Is your distribution in shape?

Presenter
October 10, 2022
Abstract
Algorithms for understanding data generated from distributions over large discrete domains are of fundamental importance.  In this talk, we consider the sample complexity of *property testing algorithms* that seek to to distinguish whether or not an underlying distribution satisfies basic shape properties.   Examples of such properties include convexity, log-concavity, heavy-tailed, and approximability by k-histogram functions.  In this talk, we will focus on the property of *monotonicity*, as tools developed for distinguishing the monotonicity property have proven to be useful for the all of the above properties as well as several others.  We say a distribution p is "monotone" if for any two comparable elements x<y in the domain, we have that p(x)<p(y). For example, for the classic n-dimensional hypercube domain, in which domain elements are described via n different features, monotonicity implies that for every element, an increase in the value of one of the features can only increase its probability.

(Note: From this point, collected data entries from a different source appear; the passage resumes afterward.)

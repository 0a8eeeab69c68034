//! Wirecall: a command-stream protocol and interpreter for driving live
//! object graphs.
//!
//! A producer builds a [`MessageStream`] describing object construction,
//! method invocation, deletion and aliasing; the [`Interpreter`] executes
//! it against a registry of reference-counted objects, resolving chained
//! and nested calls before dispatch. Per-class behavior is plugged in
//! through capability tables, so a producer needs no native bindings to
//! the objects it drives — including objects living in a separate
//! dynamic-language runtime, bridged by the adapter shim.
//!
//! # Example
//!
//! ```
//! use std::cell::RefCell;
//! use std::rc::Rc;
//!
//! use wirecall::error::CommandError;
//! use wirecall::interpreter::Interpreter;
//! use wirecall::registry::{ObjectHandle, ObjectId};
//! use wirecall::stream::{Argument, Command, Message, MessageStream};
//!
//! let mut interpreter = Interpreter::new();
//! interpreter.add_constructor(
//!     "Counter",
//!     Rc::new(|_| Ok(ObjectHandle::new(RefCell::new(0i64)))),
//! );
//! interpreter.add_command_function(
//!     "Counter",
//!     Rc::new(|_, handle, method, _args| {
//!         let cell = handle
//!             .downcast_ref::<RefCell<i64>>()
//!             .ok_or_else(|| CommandError::failed("not a Counter"))?;
//!         match method {
//!             "increment" => {
//!                 *cell.borrow_mut() += 1;
//!                 Ok(Message::reply(vec![Argument::Int64(*cell.borrow())]))
//!             }
//!             other => Err(CommandError::unknown_method("Counter", other)),
//!         }
//!     }),
//! );
//!
//! let mut stream = MessageStream::new();
//! stream
//!     .append_command(Command::New)
//!     .append("Counter")
//!     .append_id_value(ObjectId(7))
//!     .append_command(Command::Invoke)
//!     .append_id_value(ObjectId(7))
//!     .append("increment")
//!     .append_command(Command::End);
//!
//! assert!(interpreter.process_stream(&stream));
//! assert_eq!(interpreter.get_last_result().get::<i64>(0).unwrap(), 1);
//! ```

#![allow(clippy::module_inception)]

pub mod adapter;
pub mod capability;
pub mod error;
pub mod interpreter;
pub mod registry;
pub mod stream;

pub use error::WirecallError;
pub use interpreter::Interpreter;
pub use registry::{ObjectHandle, ObjectId};
pub use stream::{Argument, Command, Message, MessageStream};

/// Ordered map with a fast non-cryptographic hasher.
pub(crate) type FastIndexMap<K, V> = indexmap::IndexMap<K, V, ahash::RandomState>;

/// Load a saved stream and render it as human-readable text.
pub fn dump_file(path: impl AsRef<std::path::Path>) -> Result<String, WirecallError> {
    let stream = MessageStream::load(path)?;
    Ok(stream::printer::dump(&stream))
}
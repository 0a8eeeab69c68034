//! Marshalling between wire arguments and foreign runtime values.

use crate::adapter::object::ForeignObjectRef;
use crate::adapter::value::ForeignValue;
use crate::error::AdapterError;
use crate::interpreter::Interpreter;
use crate::registry::ObjectId;
use crate::stream::{Argument, Message};

/// Convert one already-expanded wire argument into the foreign
/// runtime's native representation.
///
/// Arrays are rebuilt element-by-element as tuples; object references
/// are resolved back to the foreign object they denote.
pub fn argument_to_foreign(
    interpreter: &Interpreter,
    arg: &Argument,
) -> Result<ForeignValue, AdapterError> {
    let value = match arg {
        Argument::Int8(v) => ForeignValue::Int(i64::from(*v)),
        Argument::Int16(v) => ForeignValue::Int(i64::from(*v)),
        Argument::Int32(v) => ForeignValue::Int(i64::from(*v)),
        Argument::Int64(v) => ForeignValue::Int(*v),
        Argument::UInt8(v) => ForeignValue::Int(i64::from(*v)),
        Argument::UInt16(v) => ForeignValue::Int(i64::from(*v)),
        Argument::UInt32(v) => ForeignValue::Int(i64::from(*v)),
        Argument::UInt64(v) => match i64::try_from(*v) {
            Ok(fits) => ForeignValue::Int(fits),
            Err(_) => ForeignValue::UInt(*v),
        },
        Argument::Float32(v) => ForeignValue::Float(f64::from(*v)),
        Argument::Float64(v) => ForeignValue::Float(*v),
        Argument::Bool(v) => ForeignValue::Bool(*v),
        Argument::String(v) => ForeignValue::Str(v.clone()),
        Argument::Int8Array(v) => int_tuple(v.iter().map(|item| i64::from(*item))),
        Argument::Int16Array(v) => int_tuple(v.iter().map(|item| i64::from(*item))),
        Argument::Int32Array(v) => int_tuple(v.iter().map(|item| i64::from(*item))),
        Argument::Int64Array(v) => int_tuple(v.iter().copied()),
        Argument::UInt8Array(v) => int_tuple(v.iter().map(|item| i64::from(*item))),
        Argument::UInt16Array(v) => int_tuple(v.iter().map(|item| i64::from(*item))),
        Argument::UInt32Array(v) => int_tuple(v.iter().map(|item| i64::from(*item))),
        Argument::UInt64Array(v) => ForeignValue::Tuple(
            v.iter()
                .map(|item| match i64::try_from(*item) {
                    Ok(fits) => ForeignValue::Int(fits),
                    Err(_) => ForeignValue::UInt(*item),
                })
                .collect(),
        ),
        Argument::Float32Array(v) => ForeignValue::Tuple(
            v.iter()
                .map(|item| ForeignValue::Float(f64::from(*item)))
                .collect(),
        ),
        Argument::Float64Array(v) => {
            ForeignValue::Tuple(v.iter().map(|item| ForeignValue::Float(*item)).collect())
        }
        Argument::ObjectRef(id) => ForeignValue::Object(resolve_foreign(interpreter, *id)?),
        Argument::Stream(_) | Argument::IdValue(_) => {
            return Err(AdapterError::unmarshalable(format!(
                "{} arguments must be expanded before marshalling",
                arg.arg_type()
            )))
        }
    };
    Ok(value)
}

/// Convert a foreign return value into a Reply message.
///
/// `None` becomes an empty reply; anything else becomes a single
/// argument. Integers are promoted to the narrowest wire width that
/// holds them, falling back to unsigned 64-bit for values beyond
/// `i64::MAX`. Homogeneous tuples become typed arrays; heterogeneous
/// tuples are unsupported.
pub fn foreign_to_reply(
    interpreter: &Interpreter,
    value: &ForeignValue,
) -> Result<Message, AdapterError> {
    if value.is_none() {
        return Ok(Message::reply(Vec::new()));
    }
    Ok(Message::reply(vec![foreign_to_argument(interpreter, value)?]))
}

fn foreign_to_argument(
    interpreter: &Interpreter,
    value: &ForeignValue,
) -> Result<Argument, AdapterError> {
    let arg = match value {
        ForeignValue::None => {
            return Err(AdapterError::unmarshalable("none inside a compound value"))
        }
        ForeignValue::Bool(v) => Argument::Bool(*v),
        ForeignValue::Int(v) => promote_int(*v),
        ForeignValue::UInt(v) => match i64::try_from(*v) {
            Ok(fits) => promote_int(fits),
            Err(_) => Argument::UInt64(*v),
        },
        ForeignValue::Float(v) => Argument::Float64(*v),
        ForeignValue::Str(v) => Argument::String(v.clone()),
        ForeignValue::Tuple(items) => tuple_to_argument(items)?,
        ForeignValue::Object(object) => Argument::ObjectRef(find_registered(interpreter, object)?),
    };
    Ok(arg)
}

/// The narrowest signed wire representation holding `value`.
fn promote_int(value: i64) -> Argument {
    match i32::try_from(value) {
        Ok(fits) => Argument::Int32(fits),
        Err(_) => Argument::Int64(value),
    }
}

fn int_tuple(items: impl Iterator<Item = i64>) -> ForeignValue {
    ForeignValue::Tuple(items.map(ForeignValue::Int).collect())
}

/// Encode a homogeneous tuple as a typed array.
fn tuple_to_argument(items: &[ForeignValue]) -> Result<Argument, AdapterError> {
    if items
        .iter()
        .all(|item| matches!(item, ForeignValue::Float(_)))
    {
        let floats = items
            .iter()
            .map(|item| match item {
                ForeignValue::Float(v) => *v,
                _ => unreachable!(),
            })
            .collect();
        return Ok(Argument::Float64Array(floats));
    }

    // All-integer tuples prefer the signed encoding and fall back to
    // unsigned when any element is beyond i64::MAX.
    let mut signed = Vec::with_capacity(items.len());
    let mut all_signed = true;
    for item in items {
        match item {
            ForeignValue::Int(v) => signed.push(*v),
            ForeignValue::UInt(v) => match i64::try_from(*v) {
                Ok(fits) => signed.push(fits),
                Err(_) => {
                    all_signed = false;
                    break;
                }
            },
            _ => {
                return Err(AdapterError::unmarshalable(format!(
                    "heterogeneous tuple (found {})",
                    item.type_name()
                )))
            }
        }
    }
    if all_signed {
        return Ok(Argument::Int64Array(signed));
    }

    let mut unsigned = Vec::with_capacity(items.len());
    for item in items {
        match item {
            ForeignValue::Int(v) => match u64::try_from(*v) {
                Ok(fits) => unsigned.push(fits),
                Err(_) => {
                    return Err(AdapterError::unmarshalable(
                        "tuple mixes negative and beyond-i64 integers",
                    ))
                }
            },
            ForeignValue::UInt(v) => unsigned.push(*v),
            _ => {
                return Err(AdapterError::unmarshalable(format!(
                    "heterogeneous tuple (found {})",
                    item.type_name()
                )))
            }
        }
    }
    Ok(Argument::UInt64Array(unsigned))
}

/// Resolve a wire object reference to the foreign object it wraps.
fn resolve_foreign(
    interpreter: &Interpreter,
    id: ObjectId,
) -> Result<ForeignObjectRef, AdapterError> {
    let handle = interpreter
        .get_object_from_id(id, false)
        .map_err(|err| AdapterError::raised(err.to_string()))?
        .ok_or_else(|| AdapterError::raised("null object reference"))?;
    handle
        .downcast_ref::<ForeignObjectRef>()
        .cloned()
        .ok_or_else(|| {
            AdapterError::unmarshalable(format!("object {} is not a foreign object", id))
        })
}

/// Reverse lookup: the wire identifier under which a foreign object is
/// registered.
fn find_registered(
    interpreter: &Interpreter,
    object: &ForeignObjectRef,
) -> Result<ObjectId, AdapterError> {
    for id in interpreter.registered_ids() {
        let Ok(Some(handle)) = interpreter.get_object_from_id(id, true) else {
            continue;
        };
        if handle
            .downcast_ref::<ForeignObjectRef>()
            .is_some_and(|candidate| candidate.ptr_eq(object))
        {
            return Ok(id);
        }
    }
    Err(AdapterError::unmarshalable(format!(
        "foreign {} object is not registered with the interpreter",
        object.class_name()
    )))
}
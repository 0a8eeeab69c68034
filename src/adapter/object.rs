//! Objects of the embedded foreign runtime: attribute maps plus named
//! callables, shared by reference count.

use std::cell::RefCell;
use std::fmt;
use std::rc::Rc;

use crate::adapter::value::ForeignValue;
use crate::error::AdapterError;
use crate::FastIndexMap;

/// A callable attribute: receives the object it is bound to and the
/// call arguments, returns a value or raises.
pub type ForeignCallable =
    Rc<dyn Fn(&ForeignObjectRef, Vec<ForeignValue>) -> Result<ForeignValue, AdapterError>>;

/// One foreign object: a class name, plain attributes and callables.
pub struct ForeignObject {
    class_name: String,
    attributes: FastIndexMap<String, ForeignValue>,
    methods: FastIndexMap<String, ForeignCallable>,
}

impl ForeignObject {
    pub fn new(class_name: &str) -> Self {
        Self {
            class_name: class_name.to_string(),
            attributes: FastIndexMap::default(),
            methods: FastIndexMap::default(),
        }
    }

    pub fn class_name(&self) -> &str {
        &self.class_name
    }

    pub fn set_attribute(&mut self, name: &str, value: ForeignValue) {
        self.attributes.insert(name.to_string(), value);
    }

    pub fn attribute(&self, name: &str) -> Option<&ForeignValue> {
        self.attributes.get(name)
    }

    pub fn define_method(&mut self, name: &str, callable: ForeignCallable) {
        self.methods.insert(name.to_string(), callable);
    }

    /// Builder-style variant of [`Self::define_method`].
    pub fn with_method(mut self, name: &str, callable: ForeignCallable) -> Self {
        self.define_method(name, callable);
        self
    }

    /// Builder-style variant of [`Self::set_attribute`].
    pub fn with_attribute(mut self, name: &str, value: ForeignValue) -> Self {
        self.set_attribute(name, value);
        self
    }
}

impl fmt::Debug for ForeignObject {
    fn fmt(&self, f: &mut fmt::Formatter<'_>) -> fmt::Result {
        f.debug_struct("ForeignObject")
            .field("class_name", &self.class_name)
            .field("attributes", &self.attributes.keys().collect::<Vec<_>>())
            .field("methods", &self.methods.keys().collect::<Vec<_>>())
            .finish()
    }
}

/// A counted reference to a foreign object. Cloning increments the
/// object's own reference count; identity is pointer identity.
#[derive(Clone, Debug)]
pub struct ForeignObjectRef(Rc<RefCell<ForeignObject>>);

impl ForeignObjectRef {
    pub fn new(object: ForeignObject) -> Self {
        Self(Rc::new(RefCell::new(object)))
    }

    pub fn class_name(&self) -> String {
        self.0.borrow().class_name().to_string()
    }

    /// True when the object exposes `name` as a method or an attribute.
    pub fn has_attribute(&self, name: &str) -> bool {
        let object = self.0.borrow();
        object.methods.contains_key(name) || object.attributes.contains_key(name)
    }

    pub fn attribute(&self, name: &str) -> Option<ForeignValue> {
        self.0.borrow().attribute(name).cloned()
    }

    pub fn set_attribute(&self, name: &str, value: ForeignValue) {
        self.0.borrow_mut().set_attribute(name, value);
    }

    pub fn method(&self, name: &str) -> Option<ForeignCallable> {
        self.0.borrow().methods.get(name).cloned()
    }

    pub fn ptr_eq(&self, other: &Self) -> bool {
        Rc::ptr_eq(&self.0, &other.0)
    }

    /// The object's own reference count.
    pub fn ref_count(&self) -> usize {
        Rc::strong_count(&self.0)
    }
}

#[cfg(test)]
mod tests {
    use super::*;

    #[test]
    fn test_attributes_and_methods() {
        let object = ForeignObjectRef::new(
            ForeignObject::new("Greeter")
                .with_attribute("greeting", ForeignValue::Str("hello".to_string()))
                .with_method("noop", Rc::new(|_, _| Ok(ForeignValue::None))),
        );

        assert_eq!(object.class_name(), "Greeter");
        assert!(object.has_attribute("greeting"));
        assert!(object.has_attribute("noop"));
        assert!(!object.has_attribute("missing"));
        assert_eq!(
            object.attribute("greeting"),
            Some(ForeignValue::Str("hello".to_string()))
        );
        assert!(object.method("noop").is_some());
        assert!(object.method("greeting").is_none());
    }

    #[test]
    fn test_clone_increments_ref_count() {
        let object = ForeignObjectRef::new(ForeignObject::new("Thing"));
        assert_eq!(object.ref_count(), 1);
        let alias = object.clone();
        assert_eq!(object.ref_count(), 2);
        assert!(alias.ptr_eq(&object));
    }

    #[test]
    fn test_bound_method_sees_receiver() {
        let object = ForeignObjectRef::new(
            ForeignObject::new("Cell")
                .with_attribute("value", ForeignValue::Int(1))
                .with_method(
                    "bump",
                    Rc::new(|receiver, _| {
                        let next = match receiver.attribute("value") {
                            Some(ForeignValue::Int(v)) => v + 1,
                            _ => 0,
                        };
                        receiver.set_attribute("value", ForeignValue::Int(next));
                        Ok(ForeignValue::Int(next))
                    }),
                ),
        );

        let bump = object.method("bump").unwrap();
        assert_eq!(bump(&object, Vec::new()).unwrap(), ForeignValue::Int(2));
        assert_eq!(object.attribute("value"), Some(ForeignValue::Int(2)));
    }
}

We recount the development over the past nearly two decades of monotonicity testing algorithms for distributions over various discrete domains, which make no a priori assumptions on the underlying distribution.   We study the sample complexity for testing whether a distribution is monotone as a function of the size of the domain, which can vary dramatically depending on the structure of the underlying domain.  Not surprisingly, the sample complexity over high dimensional domains can be much greater than over low dimensional domains of the same size.  Nevertheless, for many important domain structures, including high dimensional domains, the sample complexity is sublinear in the size of the domain.   In contrast, when no a priori assumptions are made about the distribution,  learning the distribution requires sample complexity that is linear in the size of the domain. The techniques used draw tools from a wide spectrum of areas, including statistics, optimization, combinatorics, and computational complexity theory.